Task input Block Start
//! 通用重试机制模块
//!
//! 存储客户端和隧道连接共用同一套重试策略：最大尝试次数、
//! 固定或指数退避延迟，以及可选的可重试错误判定。

use std::future::Future;
use std::time::Duration;

use serde::{Deserialize, Serialize};
use tracing::{debug, warn};

/// 通用重试配置
#[derive(Debug, Clone, PartialEq, Serialize, Deserialize)]
pub struct RetryConfig {
    /// 最大尝试次数（包含第一次）
    pub max_attempts: u32,
    /// 初始延迟
    pub initial_delay: Duration,
    /// 最大延迟
    pub max_delay: Duration,
    /// 退避乘数，1.0 表示固定延迟
    #[serde(default = "default_multiplier")]
    pub multiplier: f64,
}

fn default_multiplier() -> f64 {
    2.0
}

impl Default for RetryConfig {
    fn default() -> Self {
        Self {
            max_attempts: 3,
            initial_delay: Duration::from_millis(100),
            max_delay: Duration::from_secs(5),
            multiplier: 2.0,
        }
    }
}

impl RetryConfig {
    /// 创建指数退避的重试配置
    pub fn new(max_attempts: u32, initial_delay: Duration, max_delay: Duration) -> Self {
        Self {
            max_attempts,
            initial_delay,
            max_delay,
            multiplier: 2.0,
        }
    }

    /// 创建固定延迟的重试配置
    pub fn fixed(max_attempts: u32, delay: Duration) -> Self {
        Self {
            max_attempts,
            initial_delay: delay,
            max_delay: delay,
            multiplier: 1.0,
        }
    }

    /// 设置退避乘数
    pub fn with_multiplier(mut self, multiplier: f64) -> Self {
        self.multiplier = multiplier;
        self
    }

    /// 计算第 n 次重试的延迟
    pub fn delay_for_attempt(&self, attempt: u32) -> Duration {
        let delay_ms =
            self.initial_delay.as_millis() as f64 * self.multiplier.powi(attempt as i32);
        let capped_delay = (delay_ms as u64).min(self.max_delay.as_millis() as u64);
        Duration::from_millis(capped_delay)
    }
}

/// 带重试的异步操作执行器
///
/// 所有错误都视为可重试。所有尝试都失败时返回最后一次的错误。
pub async fn with_retry<F, Fut, T, E>(
    config: &RetryConfig,
    operation_name: &str,
    operation: F,
) -> Result<T, E>
where
    F: FnMut() -> Fut,
    Fut: Future<Output = Result<T, E>>,
    E: std::fmt::Display,
{
    with_conditional_retry(config, operation_name, operation, |_| true).await
}

/// 带条件重试的异步操作执行器
///
/// 只有当 `should_retry` 返回 true 时才会重试
pub async fn with_conditional_retry<F, Fut, T, E, P>(
    config: &RetryConfig,
    operation_name: &str,
    mut operation: F,
    should_retry: P,
) -> Result<T, E>
where
    F: FnMut() -> Fut,
    Fut: Future<Output = Result<T, E>>,
    E: std::fmt::Display,
    P: Fn(&E) -> bool,
{
    // max_attempts 为 0 时仍然执行一次
    let max_attempts = config.max_attempts.max(1);
    let mut attempt = 0;

    loop {
        match operation().await {
            Ok(result) => {
                if attempt > 0 {
                    debug!(
                        operation = operation_name,
                        attempt = attempt + 1,
                        "Operation succeeded after retry"
                    );
                }
                return Ok(result);
            }
            Err(e) => {
                let is_last_attempt = attempt + 1 >= max_attempts;
                let can_retry = should_retry(&e);

                if is_last_attempt || !can_retry {
                    if !can_retry {
                        warn!(
                            operation = operation_name,
                            attempt = attempt + 1,
                            error = %e,
                            "Operation failed with non-retryable error"
                        );
                    } else {
                        warn!(
                            operation = operation_name,
                            attempt = attempt + 1,
                            max_attempts,
                            error = %e,
                            "Operation failed, no more retries"
                        );
                    }
                    return Err(e);
                }

                let delay = config.delay_for_attempt(attempt);
                warn!(
                    operation = operation_name,
                    attempt = attempt + 1,
                    max_attempts,
                    error = %e,
                    delay_ms = delay.as_millis(),
                    "Operation failed, retrying"
                );
                tokio::time::sleep(delay).await;
                attempt += 1;
            }
        }
    }
}
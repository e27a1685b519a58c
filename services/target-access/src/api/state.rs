//! 路由共享状态

use std::sync::Arc;

use metrics_exporter_prometheus::PrometheusHandle;
use secrecy::{ExposeSecret, Secret};

use crate::application::{AvailabilityProbe, RefreshOrchestrator};

/// 查询密钥请求头
pub const QUERY_KEY_HEADER: &str = "X-TAAQueryKey";

#[derive(Clone)]
pub struct AppState {
    pub orchestrator: Arc<RefreshOrchestrator>,
    pub availability: Arc<AvailabilityProbe>,
    query_key: Option<Arc<Secret<String>>>,
    metrics: Option<PrometheusHandle>,
}

impl AppState {
    pub fn new(orchestrator: Arc<RefreshOrchestrator>, availability: Arc<AvailabilityProbe>) -> Self {
        Self {
            orchestrator,
            availability,
            query_key: None,
            metrics: None,
        }
    }

    /// 要求请求携带匹配的查询密钥
    pub fn with_query_key(mut self, key: Secret<String>) -> Self {
        self.query_key = Some(Arc::new(key));
        self
    }

    pub fn with_metrics(mut self, handle: PrometheusHandle) -> Self {
        self.metrics = Some(handle);
        self
    }

    /// 未配置密钥时放行所有请求
    pub fn query_key_matches(&self, provided: Option<&str>) -> bool {
        match &self.query_key {
            None => true,
            Some(expected) => provided == Some(expected.expose_secret().as_str()),
        }
    }

    pub fn render_metrics(&self) -> Option<String> {
        self.metrics.as_ref().map(PrometheusHandle::render)
    }
}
Task input Block End
→ **What is required**:
For this exercise, retype the entire listing exactly.

→ **Response**:
//! 通用重试机制模块
//!
//! 存储客户端和隧道连接共用同一套重试策略：最大尝试次数、
//! 固定或指数退避延迟，以及可选的可重试错误判定。

use std::future::Future;
use std::time::Duration;

use serde::{Deserialize, Serialize};
use tracing::{debug, warn};

/// 通用重试配置
#[derive(Debug, Clone, PartialEq, Serialize, Deserialize)]
pub struct RetryConfig {
    /// 最大尝试次数（包含第一次）
    pub max_attempts: u32,
    /// 初始延迟
    pub initial_delay: Duration,
    /// 最大延迟
    pub max_delay: Duration,
    /// 退避乘数，1.0 表示固定延迟
    #[serde(default = "default_multiplier")]
    pub multiplier: f64,
}

fn default_multiplier() -> f64 {
    2.0
}

impl Default for RetryConfig {
    fn default() -> Self {
        Self {
            max_attempts: 3,
            initial_delay: Duration::from_millis(100),
            max_delay: Duration::from_secs(5),
            multiplier: 2.0,
        }
    }
}

impl RetryConfig {
    /// 创建指数退避的重试配置
    pub fn new(max_attempts: u32, initial_delay: Duration, max_delay: Duration) -> Self {
        Self {
            max_attempts,
            initial_delay,
            max_delay,
            multiplier: 2.0,
        }
    }

    /// 创建固定延迟的重试配置
    pub fn fixed(max_attempts: u32, delay: Duration) -> Self {
        Self {
            max_attempts,
            initial_delay: delay,
            max_delay: delay,
            multiplier: 1.0,
        }
    }

    /// 设置退避乘数
    pub fn with_multiplier(mut self, multiplier: f64) -> Self {
        self.multiplier = multiplier;
        self
    }

    /// 计算第 n 次重试的延迟
    pub fn delay_for_attempt(&self, attempt: u32) -> Duration {
        let delay_ms =
            self.initial_delay.as_millis() as f64 * self.multiplier.powi(attempt as i32);
        let capped_delay = (delay_ms as u64).min(self.max_delay.as_millis() as u64);
        Duration::from_millis(capped_delay)
    }
}

/// 带重试的异步操作执行器
///
/// 所有错误都视为可重试。所有尝试都失败时返回最后一次的错误。
pub async fn with_retry<F, Fut, T, E>(
    config: &RetryConfig,
    operation_name: &str,
    operation: F,
) -> Result<T, E>
where
    F: FnMut() -> Fut,
    Fut: Future<Output = Result<T, E>>,
    E: std::fmt::Display,
{
    with_conditional_retry(config, operation_name, operation, |_| true).await
}

/// 带条件重试的异步操作执行器
///
/// 只有当 `should_retry` 返回 true 时才会重试
pub async fn with_conditional_retry<F, Fut, T, E, P>(
    config: &RetryConfig,
    operation_name: &str,
    mut operation: F,
    should_retry: P,
) -> Result<T, E>
where
    F: FnMut() -> Fut,
    Fut: Future<Output = Result<T, E>>,
    E: std::fmt::Display,
    P: Fn(&E) -> bool,
{
    // max_attempts 为 0 时仍然执行一次
    let max_attempts = config.max_attempts.max(1);
    let mut attempt = 0;

    loop {
        match operation().await {
            Ok(result) => {
                if attempt > 0 {
                    debug!(
                        operation = operation_name,
                        attempt = attempt + 1,
                        "Operation succeeded after retry"
                    );
                }
                return Ok(result);
            }
            Err(e) => {
                let is_last_attempt = attempt + 1 >= max_attempts;
                let can_retry = should_retry(&e);

                if is_last_attempt || !can_retry {
                    if !can_retry {
                        warn!(
                            operation = operation_name,
                            attempt = attempt + 1,
                            error = %e,
                            "Operation failed with non-retryable error"
                        );
                    } else {
                        warn!(
                            operation = operation_name,
                            attempt = attempt + 1,
                            max_attempts,
                            error = %e,
                            "Operation failed, no more retries"
                        );
                    }
                    return Err(e);
                }

                let delay = config.delay_for_attempt(attempt);
                warn!(
                    operation = operation_name,
                    attempt = attempt + 1,
                    max_attempts,
                    error = %e,
                    delay_ms = delay.as_millis(),
                    "Operation failed, retrying"
                );
                tokio::time::sleep(delay).await;
                attempt += 1;
            }
        }
    }
}
repository e27a1685b519a58c
filename services/target-access/src/api/state.rs
//! 路由共享状态

use std::sync::Arc;

use metrics_exporter_prometheus::PrometheusHandle;
use secrecy::{ExposeSecret, Secret};

use crate::application::{AvailabilityProbe, RefreshOrchestrator};

/// 查询密钥请求头
pub const QUERY_KEY_HEADER: &str = "X-TAAQueryKey";

#[derive(Clone)]
pub struct AppState {
    pub orchestrator: Arc<RefreshOrchestrator>,
    pub availability: Arc<AvailabilityProbe>,
    query_key: Option<Arc<Secret<String>>>,
    metrics: Option<PrometheusHandle>,
}

impl AppState {
    pub fn new(orchestrator: Arc<RefreshOrchestrator>, availability: Arc<AvailabilityProbe>) -> Self {
        Self {
            orchestrator,
            availability,
            query_key: None,
            metrics: None,
        }
    }

    /// 要求请求携带匹配的查询密钥
    pub fn with_query_key(mut self, key: Secret<String>) -> Self {
        self.query_key = Some(Arc::new(key));
        self
    }

    pub fn with_metrics(mut self, handle: PrometheusHandle) -> Self {
        self.metrics = Some(handle);
        self
    }

    /// 未配置密钥时放行所有请求
    pub fn query_key_matches(&self, provided: Option<&str>) -> bool {
        match &self.query_key {
            None => true,
            Some(expected) => provided == Some(expected.expose_secret().as_str()),
        }
    }

    pub fn render_metrics(&self) -> Option<String> {
        self.metrics.as_ref().map(PrometheusHandle::render)
    }
}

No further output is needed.